But Charlie's been lucky. He owns a building in the heart of San Francisco, and runs a secondhand store with the help of a couple of loyal, if marginally insane, employees. He's married to a bright and pretty woman who actually loves him for his normalcy. And she, Rachel, is about to have their first child.
Yes, Charlie's doing okay for a Beta. That is, until the day his daughter, Sophie, is born. Just as Charlie — exhausted from the birth — turns to go home, he sees a strange man in mint-green golf wear at Rachel's hospital bedside, a man who claims that no one should be able to see him. But see him Charlie does, and from here on out, things get really weird...

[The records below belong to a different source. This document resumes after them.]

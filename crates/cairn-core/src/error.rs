use thiserror::Error;

/// Dynamic (user-visible) errors. These travel through the normal call-result
/// channel as Error-tagged values; they never unwind out of the core.
///
/// Internal invariant violations (unregistered type tags, tag mismatches on
/// assignment, inconsistent signature trees) are defects in core construction
/// and panic instead.
#[derive(Error, Debug, Clone, PartialEq, Eq)]
pub enum CoreError {
    #[error("no matching overload for ({symbol}{args})")]
    NoMatch { symbol: String, args: String },

    #[error("type mismatch: expected {expected}, got {actual}")]
    TypeMismatch { expected: String, actual: String },

    #[error("arity mismatch: {0}")]
    Arity(String),

    #[error("{0}")]
    Message(String),
}

impl CoreError {
    pub fn no_match(symbol: impl Into<String>, args: impl Into<String>) -> Self {
        let args = args.into();
        let args = if args.is_empty() {
            args
        } else {
            format!(" {}", args)
        };
        CoreError::NoMatch {
            symbol: symbol.into(),
            args,
        }
    }

    pub fn type_mismatch(expected: impl Into<String>, actual: impl Into<String>) -> Self {
        CoreError::TypeMismatch {
            expected: expected.into(),
            actual: actual.into(),
        }
    }

    pub fn arity(message: impl Into<String>) -> Self {
        CoreError::Arity(message.into())
    }

    pub fn message(message: impl Into<String>) -> Self {
        CoreError::Message(message.into())
    }

    /// True only for resolution failure, which is produced before any native
    /// overload runs. Errors raised by a matched overload report false here.
    pub fn is_no_match(&self) -> bool {
        matches!(self, CoreError::NoMatch { .. })
    }
}

/// Payload stored under the Error type tag.
#[derive(Debug, Clone, PartialEq)]
pub struct ErrorValue(pub CoreError);

impl Default for ErrorValue {
    fn default() -> Self {
        ErrorValue(CoreError::message("error"))
    }
}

People start dropping dead around him, giant ravens perch on his building, and it seems that everywhere he goes, a dark presence whispers to him from under the streets. Strange names start appearing on his nightstand notepad, and before he knows it, those people end up dead, too. Yup, it seems that Charlie Asher has been recruited for a new job, an unpleasant but utterly necessary one: Death. It's a dirty job. But hey, somebody's gotta do it.
Christopher Moore, the man whose Lamb served up Jesus' "missing years" (with the funny parts left in), and whose Fluke found the deep humor in whale researchers' lives, now shines his comic light on the undiscovered country we all eventually explore — death and dying — and the results are hilarious, heartwarming, and a hell of a lot of fun.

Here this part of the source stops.